She just like loves it.
And so obviously we, you know, we are both deciding should we buy this house or that house or whatever.
But in terms of like taking lead on the process, she's way better at that.
Meals, my wife is pretty much in charge.
Parenting is very much shared.
You know, there's areas that she excels as a mother to our kids.
there's areas.
A couple maybe
that I could
might excel as a father,
you know,
and having the mother father dynamic is
so he's so great.
Obviously with parenting,
but there's areas in parenting
where even like I'll default the thoughts she has
a decision she makes or,
you know,
she has really strong intuition about what our kids is,
I don't think so-and-so is doing well.
Like I think we need to go talk to, you know,
like, so it'd be hard to say like,
yeah,
I just, I think we just operated on a much more mutual level.

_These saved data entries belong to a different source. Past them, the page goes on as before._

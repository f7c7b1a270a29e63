//! Store module
//!
//! Contracts for the account store, the ledger store and the atomic unit
//! provider they share, with a PostgreSQL implementation and an in-process
//! implementation used by tests and local demos.
//!
//! Every method that takes `&mut Self::Unit` runs inside that atomic unit and
//! sees its uncommitted writes. Methods without a unit read committed state.

mod error;
mod memory;
mod postgres;

pub use error::StoreError;
pub use memory::{MemoryStore, MemoryUnit};
pub use postgres::PgStore;

use async_trait::async_trait;
use rust_decimal::Decimal;
use uuid::Uuid;

use crate::domain::{Account, LedgerRecord, NewLedgerRecord, OwnerId};

/// Runs a sequence of store operations as one all-or-nothing unit.
///
/// Dropping a unit without committing rolls it back.
#[async_trait]
pub trait UnitProvider: Send + Sync {
    type Unit: Send;

    async fn begin(&self) -> Result<Self::Unit, StoreError>;

    /// Commit the unit. Uniqueness constraints are enforced no later than here.
    async fn commit(&self, unit: Self::Unit) -> Result<(), StoreError>;

    /// Roll back the unit. When this returns, every lock it held is released.
    async fn rollback(&self, unit: Self::Unit) -> Result<(), StoreError>;
}

/// Per-user balances
#[async_trait]
pub trait AccountStore: UnitProvider {
    /// Read the account and hold an exclusive row lock on it until the unit ends.
    async fn lock_account(
        &self,
        unit: &mut Self::Unit,
        owner_id: OwnerId,
    ) -> Result<Account, StoreError>;

    /// Read the balance inside a unit without locking.
    async fn balance_in(
        &self,
        unit: &mut Self::Unit,
        owner_id: OwnerId,
    ) -> Result<Decimal, StoreError>;

    /// Read the committed balance.
    async fn balance(&self, owner_id: OwnerId) -> Result<Decimal, StoreError>;

    /// Overwrite the balance and bump the version.
    ///
    /// A negative balance is rejected with `StoreError::CheckViolation`.
    async fn write_balance(
        &self,
        unit: &mut Self::Unit,
        owner_id: OwnerId,
        balance: Decimal,
    ) -> Result<(), StoreError>;
}

/// Immutable transaction records keyed by idempotency key
#[async_trait]
pub trait LedgerStore: UnitProvider {
    async fn find_by_key_in(
        &self,
        unit: &mut Self::Unit,
        key: Uuid,
    ) -> Result<Option<LedgerRecord>, StoreError>;

    async fn find_by_key(&self, key: Uuid) -> Result<Option<LedgerRecord>, StoreError>;

    /// Insert a record in status `applied`.
    ///
    /// A duplicate idempotency key yields `StoreError::UniqueViolation`, either
    /// here or from `commit`.
    async fn insert_record(
        &self,
        unit: &mut Self::Unit,
        record: &NewLedgerRecord,
    ) -> Result<LedgerRecord, StoreError>;

    /// Records of one owner, newest first.
    async fn list_by_owner(
        &self,
        owner_id: OwnerId,
        limit: i64,
        offset: i64,
    ) -> Result<Vec<LedgerRecord>, StoreError>;

    /// Applied records with an odd id, highest id first.
    async fn latest_odd_applied(&self, limit: i64) -> Result<Vec<LedgerRecord>, StoreError>;

    /// Applied records, highest id first.
    async fn latest_applied(&self, limit: i64) -> Result<Vec<LedgerRecord>, StoreError>;

    /// Lock the record for reversal if it is still `applied`, skipping it when
    /// another unit already holds it. Returns `false` when nothing was acquired.
    async fn claim_for_reversal(
        &self,
        unit: &mut Self::Unit,
        record_id: i64,
    ) -> Result<bool, StoreError>;

    /// Move the record from `applied` to `reversed`. Returns `false` when it
    /// was no longer `applied`.
    async fn mark_reversed(&self, unit: &mut Self::Unit, record_id: i64)
        -> Result<bool, StoreError>;
}

/// A store that provides both accounts and the ledger over one unit type.
pub trait Store: AccountStore + LedgerStore + 'static {}

impl<T> Store for T where T: AccountStore + LedgerStore + 'static {}
//! Transaction Processor
//!
//! Applies win/lost events to account balances exactly once per idempotency
//! key. Each apply runs in a single atomic unit that holds the account row
//! lock from the balance read through the record insert.

use std::sync::Arc;

use rust_decimal::Decimal;

use crate::domain::{
    Amount, AmountError, Balance, Direction, DomainError, LedgerRecord, NewLedgerRecord,
    OperationContext, OwnerId,
};
use crate::store::{Store, StoreError};

use super::{ApplyCommand, ApplyOutcome};

/// Why an apply unit did not commit
#[derive(Debug)]
enum UnitFailure {
    /// Another unit committed the same idempotency key first
    InsertRace,
    Failed(DomainError),
}

impl From<DomainError> for UnitFailure {
    fn from(err: DomainError) -> Self {
        UnitFailure::Failed(err)
    }
}

impl From<StoreError> for UnitFailure {
    fn from(err: StoreError) -> Self {
        UnitFailure::Failed(DomainError::Store(err))
    }
}

fn account_error(owner_id: OwnerId) -> impl Fn(StoreError) -> DomainError {
    move |err| match err {
        StoreError::NotFound(_) => DomainError::AccountNotFound(owner_id),
        other => DomainError::Store(other),
    }
}

fn ensure_owner(existing: &LedgerRecord, owner_id: OwnerId) -> Result<(), DomainError> {
    if existing.owner_id != owner_id {
        return Err(DomainError::DuplicateKeyOwnerMismatch {
            key: existing.idempotency_key,
            existing_owner: existing.owner_id,
            requested_owner: owner_id,
        });
    }
    Ok(())
}

/// Idempotent apply, balance queries and history listing
pub struct TransactionProcessor<S: Store> {
    store: Arc<S>,
}

impl<S: Store> Clone for TransactionProcessor<S> {
    fn clone(&self) -> Self {
        Self {
            store: self.store.clone(),
        }
    }
}

impl<S: Store> TransactionProcessor<S> {
    pub fn new(store: Arc<S>) -> Self {
        Self { store }
    }

    pub fn store(&self) -> &Arc<S> {
        &self.store
    }

    /// Apply one event.
    ///
    /// Input is validated before any store access. A duplicate key for the
    /// same owner returns `AlreadyApplied` with the current balance and
    /// changes nothing.
    pub async fn apply(
        &self,
        command: ApplyCommand,
        context: &OperationContext,
    ) -> Result<ApplyOutcome, DomainError> {
        let amount: Amount = command
            .amount
            .parse()
            .map_err(|e: AmountError| DomainError::InvalidAmount(e.to_string()))?;
        let direction: Direction = command.direction.parse()?;

        let record = NewLedgerRecord {
            idempotency_key: command.idempotency_key,
            owner_id: command.owner_id,
            source: command.source,
            direction,
            amount,
        };

        match self.apply_in_unit(&record, context).await {
            Ok(outcome) => Ok(outcome),
            Err(UnitFailure::InsertRace) => self.resolve_insert_race(&record, context).await,
            Err(UnitFailure::Failed(err)) => Err(err),
        }
    }

    /// Committed balance of an account
    pub async fn get_balance(&self, owner_id: OwnerId) -> Result<Decimal, DomainError> {
        self.store
            .balance(owner_id)
            .await
            .map_err(account_error(owner_id))
    }

    /// Records of one owner, newest first
    pub async fn list_by_owner(
        &self,
        owner_id: OwnerId,
        limit: i64,
        offset: i64,
    ) -> Result<Vec<LedgerRecord>, DomainError> {
        Ok(self.store.list_by_owner(owner_id, limit, offset).await?)
    }

    // =========================================================================
    // Atomic unit
    // =========================================================================

    async fn apply_in_unit(
        &self,
        record: &NewLedgerRecord,
        context: &OperationContext,
    ) -> Result<ApplyOutcome, UnitFailure> {
        let mut unit = self.store.begin().await?;

        let outcome = match self.apply_steps(&mut unit, record, context).await {
            Ok(outcome) => outcome,
            Err(UnitFailure::InsertRace) => {
                // the race is only resolved once this unit's locks are gone
                self.store.rollback(unit).await?;
                return Err(UnitFailure::InsertRace);
            }
            Err(failure) => {
                if let Err(e) = self.store.rollback(unit).await {
                    tracing::warn!(
                        request_id = %context.request_id_or_dash(),
                        error = %e,
                        "Rollback failed"
                    );
                }
                return Err(failure);
            }
        };

        self.store.commit(unit).await.map_err(|e| {
            if e.is_unique_violation() {
                UnitFailure::InsertRace
            } else {
                UnitFailure::from(e)
            }
        })?;

        if !outcome.is_replay() {
            tracing::info!(
                request_id = %context.request_id_or_dash(),
                transaction_id = %record.idempotency_key,
                user_id = record.owner_id,
                state = %record.direction,
                amount = %record.amount,
                balance = %outcome.balance,
                "Transaction applied"
            );
        }

        Ok(outcome)
    }

    async fn apply_steps(
        &self,
        unit: &mut S::Unit,
        record: &NewLedgerRecord,
        context: &OperationContext,
    ) -> Result<ApplyOutcome, UnitFailure> {
        let owner_id = record.owner_id;

        if let Some(existing) = self
            .store
            .find_by_key_in(unit, record.idempotency_key)
            .await?
        {
            ensure_owner(&existing, owner_id)?;

            let balance = self
                .store
                .balance_in(unit, owner_id)
                .await
                .map_err(account_error(owner_id))?;

            tracing::info!(
                request_id = %context.request_id_or_dash(),
                transaction_id = %record.idempotency_key,
                user_id = owner_id,
                "Transaction already applied"
            );
            return Ok(ApplyOutcome::already_applied(balance));
        }

        let account = self
            .store
            .lock_account(unit, owner_id)
            .await
            .map_err(account_error(owner_id))?;

        let current = Balance::new(account.balance).map_err(|e| {
            StoreError::Internal(format!("account {} holds invalid balance: {}", owner_id, e))
        })?;
        let insufficient =
            || DomainError::insufficient_balance(record.amount.value(), account.balance);

        let new_balance = current
            .apply(record.direction, &record.amount)
            .map_err(|_| insufficient())?;

        self.store
            .write_balance(unit, owner_id, new_balance.value())
            .await
            .map_err(|e| match e {
                StoreError::CheckViolation(_) => insufficient(),
                other => account_error(owner_id)(other),
            })?;

        self.store
            .insert_record(unit, record)
            .await
            .map_err(|e| {
                if e.is_unique_violation() {
                    UnitFailure::InsertRace
                } else {
                    UnitFailure::from(e)
                }
            })?;

        Ok(ApplyOutcome::success(new_balance.value()))
    }

    /// A concurrent apply committed our key first. Decide the winner from a
    /// fresh read now that our unit is rolled back.
    async fn resolve_insert_race(
        &self,
        record: &NewLedgerRecord,
        context: &OperationContext,
    ) -> Result<ApplyOutcome, DomainError> {
        let existing = self
            .store
            .find_by_key(record.idempotency_key)
            .await?
            .ok_or(DomainError::RecordNotFound(record.idempotency_key))?;

        ensure_owner(&existing, record.owner_id)?;

        let balance = self.get_balance(record.owner_id).await?;

        tracing::info!(
            request_id = %context.request_id_or_dash(),
            transaction_id = %record.idempotency_key,
            user_id = record.owner_id,
            "Duplicate insert race resolved as already applied"
        );

        Ok(ApplyOutcome::already_applied(balance))
    }
}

And this is like before I wrote my book.
Okay.
So, so yeah, I think we've grown to operate on a much more mutual level.
If there's a conflict, we, you know, we talk it out.
I don't, I don't pull like a tiebreaking card, you know, unless it's an, again, if it's a matter of gifting, if I have more wisdom in an area, if I have more thoughts on something, if I've done more research on something, then I'll say, yeah, I really think we should do this.
And, but she's learned to say, like, yeah, you're, you're, you're, you're, you're, you're,
more thoughtful in that area. So I'll default to you. But then there's other areas where I'll
default to her because she's more knowledgeable, more skilled, has much more intuition in
another area. Next question. How can the church heal the wounds left by the damage that is
continuing to be done by patriarchy and misogyny? This is a massive question. And I don't
want to pretend that I have all the answers to this. Just, yeah, a few thoughts.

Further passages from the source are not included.